(Stored data)

>>

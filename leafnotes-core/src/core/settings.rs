//! Application settings persistence for Leafnotes.
//!
//! Stores user preferences (last opened workspace, UI language) in a JSON file
//! at an OS-appropriate location.

use crate::Result;
use serde::{Deserialize, Serialize};
use std::fs;
use std::path::{Path, PathBuf};

/// Persisted application settings.
#[derive(Debug, Clone, PartialEq, Serialize, Deserialize)]
#[serde(rename_all = "camelCase", default)]
pub struct AppSettings {
    /// Root of the workspace opened most recently, if any.
    pub last_workspace: Option<PathBuf>,
    /// Language used for translated messages.
    pub language: String,
}

impl Default for AppSettings {
    fn default() -> Self {
        Self {
            last_workspace: None,
            language: "en".to_string(),
        }
    }
}

/// Returns the path to the settings JSON file.
///
/// - macOS / Linux: `~/.config/leafnotes/settings.json`
/// - Windows: `%APPDATA%/Leafnotes/settings.json`
pub fn settings_file_path() -> PathBuf {
    #[cfg(target_os = "windows")]
    {
        let base = dirs::config_dir().unwrap_or_else(|| PathBuf::from("."));
        base.join("Leafnotes").join("settings.json")
    }
    #[cfg(not(target_os = "windows"))]
    {
        let home = dirs::home_dir().unwrap_or_else(|| PathBuf::from("."));
        home.join(".config").join("leafnotes").join("settings.json")
    }
}

/// Returns the default workspace root: `~/Documents/Leafnotes`.
pub fn default_workspace_root() -> PathBuf {
    dirs::document_dir()
        .unwrap_or_else(|| {
            dirs::home_dir()
                .unwrap_or_else(|| PathBuf::from("."))
                .join("Documents")
        })
        .join("Leafnotes")
}

/// Loads settings from the default location.
pub fn load_settings() -> AppSettings {
    load_settings_from(settings_file_path())
}

/// Loads settings from `path`; returns defaults if the file is missing or corrupt.
pub fn load_settings_from<P: AsRef<Path>>(path: P) -> AppSettings {
    match fs::read_to_string(path.as_ref()) {
        Ok(content) => serde_json::from_str(&content).unwrap_or_else(|e| {
            log::warn!("Ignoring corrupt settings file {}: {e}", path.as_ref().display());
            AppSettings::default()
        }),
        Err(_) => AppSettings::default(),
    }
}

/// Saves settings to the default location.
pub fn save_settings(settings: &AppSettings) -> Result<()> {
    save_settings_to(settings_file_path(), settings)
}

/// Saves settings to `path`, creating parent directories as needed.
pub fn save_settings_to<P: AsRef<Path>>(path: P, settings: &AppSettings) -> Result<()> {
    let path = path.as_ref();
    if let Some(parent) = path.parent() {
        fs::create_dir_all(parent)?;
    }
    let json = serde_json::to_string_pretty(settings)?;
    fs::write(path, json)?;
    Ok(())
}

<<

**WHAT THE EXERCISE ASKS**
Each entry above needs to be returned exactly as written.

**OUTPUT FOR THIS TASK**
filename leafnotes-core/src/core/settings.rs
//! Application settings persistence for Leafnotes.
//!
//! Stores user preferences (last opened workspace, UI language) in a JSON file
//! at an OS-appropriate location.

use crate::Result;
use serde::{Deserialize, Serialize};
use std::fs;
use std::path::{Path, PathBuf};

/// Persisted application settings.
#[derive(Debug, Clone, PartialEq, Serialize, Deserialize)]
#[serde(rename_all = "camelCase", default)]
pub struct AppSettings {
    /// Root of the workspace opened most recently, if any.
    pub last_workspace: Option<PathBuf>,
    /// Language used for translated messages.
    pub language: String,
}

impl Default for AppSettings {
    fn default() -> Self {
        Self {
            last_workspace: None,
            language: "en".to_string(),
        }
    }
}

/// Returns the path to the settings JSON file.
///
/// - macOS / Linux: `~/.config/leafnotes/settings.json`
/// - Windows: `%APPDATA%/Leafnotes/settings.json`
pub fn settings_file_path() -> PathBuf {
    #[cfg(target_os = "windows")]
    {
        let base = dirs::config_dir().unwrap_or_else(|| PathBuf::from("."));
        base.join("Leafnotes").join("settings.json")
    }
    #[cfg(not(target_os = "windows"))]
    {
        let home = dirs::home_dir().unwrap_or_else(|| PathBuf::from("."));
        home.join(".config").join("leafnotes").join("settings.json")
    }
}

/// Returns the default workspace root: `~/Documents/Leafnotes`.
pub fn default_workspace_root() -> PathBuf {
    dirs::document_dir()
        .unwrap_or_else(|| {
            dirs::home_dir()
                .unwrap_or_else(|| PathBuf::from("."))
                .join("Documents")
        })
        .join("Leafnotes")
}

/// Loads settings from the default location.
pub fn load_settings() -> AppSettings {
    load_settings_from(settings_file_path())
}

/// Loads settings from `path`; returns defaults if the file is missing or corrupt.
pub fn load_settings_from<P: AsRef<Path>>(path: P) -> AppSettings {
    match fs::read_to_string(path.as_ref()) {
        Ok(content) => serde_json::from_str(&content).unwrap_or_else(|e| {
            log::warn!("Ignoring corrupt settings file {}: {e}", path.as_ref().display());
            AppSettings::default()
        }),
        Err(_) => AppSettings::default(),
    }
}

/// Saves settings to the default location.
pub fn save_settings(settings: &AppSettings) -> Result<()> {
    save_settings_to(settings_file_path(), settings)
}

/// Saves settings to `path`, creating parent directories as needed.
pub fn save_settings_to<P: AsRef<Path>>(path: P, settings: &AppSettings) -> Result<()> {
    let path = path.as_ref();
    if let Some(parent) = path.parent() {
        fs::create_dir_all(parent)?;
    }
    let json = serde_json::to_string_pretty(settings)?;
    fs::write(path, json)?;
    Ok(())
}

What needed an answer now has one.